Task inputs:
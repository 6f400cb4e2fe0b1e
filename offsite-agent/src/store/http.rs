//! HTTP client for the `offsite-store` bucket server.

use super::{RemoteStore, RemoteVersion};
use crate::config::{Compression, Credentials};
use crate::mapper::RemoteKey;
use crate::utils::errors::{Result, SyncError};
use async_trait::async_trait;
use futures_util::stream::{self, BoxStream, StreamExt};
use reqwest::{Response, StatusCode};
use serde::{Deserialize, Serialize};
use std::time::Duration;
use tracing::{debug, info};

const CONNECT_TIMEOUT: Duration = Duration::from_secs(10);
const READ_TIMEOUT: Duration = Duration::from_secs(120);

/// Summary returned when the bucket is resolved
#[derive(Debug, Clone, Serialize, Deserialize)]
pub struct BucketInfo {
    pub name: String,
    pub objects: u64,
    pub total_bytes: u64,
}

/// Bucket on an `offsite-store` server
pub struct HttpStore {
    client: reqwest::Client,
    base_url: String,
    bucket: String,
    authorization: String,
    compression: Compression,
}

impl HttpStore {
    pub fn new(endpoint: &str, credentials: &Credentials, compression: Compression) -> Result<Self> {
        Self::with_read_timeout(endpoint, credentials, compression, READ_TIMEOUT)
    }

    /// Like `new`, failing any request whose response stalls for `read_timeout`
    pub fn with_read_timeout(
        endpoint: &str,
        credentials: &Credentials,
        compression: Compression,
        read_timeout: Duration,
    ) -> Result<Self> {
        let client = reqwest::Client::builder()
            .connect_timeout(CONNECT_TIMEOUT)
            .read_timeout(read_timeout)
            .build()?;

        Ok(Self {
            client,
            base_url: endpoint.trim_end_matches('/').to_string(),
            bucket: credentials.bucket_name.clone(),
            authorization: format!(
                "Bearer {}:{}",
                credentials.key_id, credentials.application_key
            ),
            compression,
        })
    }

    /// Create a client and verify the credentials against the bucket before any work starts
    pub async fn connect(
        endpoint: &str,
        credentials: &Credentials,
        compression: Compression,
    ) -> Result<Self> {
        let store = Self::new(endpoint, credentials, compression)?;
        let info = store.authorize().await?;
        info!(
            "Authorized against bucket {} ({} objects, {} bytes)",
            info.name, info.objects, info.total_bytes
        );
        Ok(store)
    }

    /// Resolve the bucket. Rejected credentials are an `Auth` error, an unknown bucket a `Config` error.
    pub async fn authorize(&self) -> Result<BucketInfo> {
        let resp = self
            .client
            .get(self.bucket_url(""))
            .header("authorization", &self.authorization)
            .send()
            .await
            .map_err(unavailable)?;

        if resp.status() == StatusCode::NOT_FOUND {
            return Err(SyncError::Config(format!("Bucket not found: {}", self.bucket)));
        }

        let resp = check_status(resp).await?;
        resp.json::<BucketInfo>().await.map_err(unavailable)
    }

    fn bucket_url(&self, suffix: &str) -> String {
        format!("{}/api/buckets/{}{}", self.base_url, self.bucket, suffix)
    }

    async fn fetch_objects(&self) -> Result<Vec<RemoteVersion>> {
        let resp = self
            .client
            .get(self.bucket_url("/objects"))
            .header("authorization", &self.authorization)
            .send()
            .await
            .map_err(unavailable)?;

        check_status(resp)
            .await?
            .json::<Vec<RemoteVersion>>()
            .await
            .map_err(unavailable)
    }
}

#[async_trait]
impl RemoteStore for HttpStore {
    async fn list_versions(&self, key: &RemoteKey) -> Result<Vec<RemoteVersion>> {
        debug!("Listing versions of {}", key);

        let resp = self
            .client
            .get(self.bucket_url("/versions"))
            .query(&[("key", key.as_str())])
            .header("authorization", &self.authorization)
            .send()
            .await
            .map_err(unavailable)?;

        check_status(resp)
            .await?
            .json::<Vec<RemoteVersion>>()
            .await
            .map_err(unavailable)
    }

    async fn upload(&self, key: &RemoteKey, content: Vec<u8>) -> Result<RemoteVersion> {
        let request = self
            .client
            .post(self.bucket_url("/objects"))
            .query(&[("key", key.as_str())])
            .header("authorization", &self.authorization)
            .header("content-type", "application/octet-stream");

        let request = match self.compression {
            Compression::Zstd => {
                let compressed = tokio::task::spawn_blocking(move || {
                    zstd::encode_all(content.as_slice(), zstd::DEFAULT_COMPRESSION_LEVEL)
                })
                .await
                .map_err(|e| SyncError::Io(std::io::Error::other(e)))??;

                request.header("content-encoding", "zstd").body(compressed)
            }
            Compression::None => request.body(content),
        };

        let resp = request.send().await.map_err(unavailable)?;

        check_status(resp)
            .await?
            .json::<RemoteVersion>()
            .await
            .map_err(unavailable)
    }

    fn list_all(&self) -> BoxStream<'_, Result<RemoteVersion>> {
        stream::once(self.fetch_objects())
            .flat_map(|result| {
                let items: Vec<Result<RemoteVersion>> = match result {
                    Ok(versions) => versions.into_iter().map(Ok).collect(),
                    Err(e) => vec![Err(e)],
                };
                stream::iter(items)
            })
            .boxed()
    }
}

fn unavailable(e: reqwest::Error) -> SyncError {
    SyncError::StoreUnavailable(e.to_string())
}

/// Map a failed response onto the error taxonomy
pub(crate) fn status_error(status: StatusCode, body: &str) -> SyncError {
    let detail = if body.is_empty() {
        status.to_string()
    } else {
        format!("{}: {}", status, body)
    };

    match status {
        StatusCode::UNAUTHORIZED | StatusCode::FORBIDDEN => SyncError::Auth(detail),
        StatusCode::INSUFFICIENT_STORAGE | StatusCode::PAYLOAD_TOO_LARGE => {
            SyncError::QuotaExceeded(detail)
        }
        _ => SyncError::StoreUnavailable(detail),
    }
}

async fn check_status(resp: Response) -> Result<Response> {
    let status = resp.status();
    if status.is_success() {
        return Ok(resp);
    }

    let body = resp.text().await.unwrap_or_default();
    Err(status_error(status, &body))
}
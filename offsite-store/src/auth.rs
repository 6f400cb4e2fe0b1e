use crate::config::AppConfig;
use crate::error::AppError;
use axum::http::header::AUTHORIZATION;
use axum::http::HeaderMap;

/// Check `authorization: Bearer <keyID>:<applicationKey>` against the configured account.
pub fn authorize(headers: &HeaderMap, config: &AppConfig) -> Result<(), AppError> {
    let value = headers
        .get(AUTHORIZATION)
        .and_then(|v| v.to_str().ok())
        .ok_or_else(|| AppError::Unauthorized("Missing authorization header".into()))?;

    let token = value
        .strip_prefix("Bearer ")
        .ok_or_else(|| AppError::Unauthorized("Expected a bearer token".into()))?;

    let (key_id, application_key) = token
        .split_once(':')
        .ok_or_else(|| AppError::Unauthorized("Malformed bearer token".into()))?;

    let key_ok = key_id == config.key_id;
    let secret_ok = constant_time_eq(application_key.as_bytes(), config.application_key.as_bytes());
    if key_ok && secret_ok {
        Ok(())
    } else {
        Err(AppError::Unauthorized("Invalid credentials".into()))
    }
}

/// Resolve a bucket name from the path; unknown buckets are 404.
pub fn resolve_bucket(bucket: &str, config: &AppConfig) -> Result<(), AppError> {
    if config.has_bucket(bucket) {
        Ok(())
    } else {
        Err(AppError::NotFound(format!("Bucket not found: {}", bucket)))
    }
}

fn constant_time_eq(a: &[u8], b: &[u8]) -> bool {
    if a.len() != b.len() {
        return false;
    }
    a.iter().zip(b).fold(0u8, |acc, (x, y)| acc | (x ^ y)) == 0
}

Directions: Only lines with the word "HeaderMap" are wanted. Find and copy them from the records above.

Task result:
use axum::http::HeaderMap;
pub fn authorize(headers: &HeaderMap, config: &AppConfig) -> Result<(), AppError> {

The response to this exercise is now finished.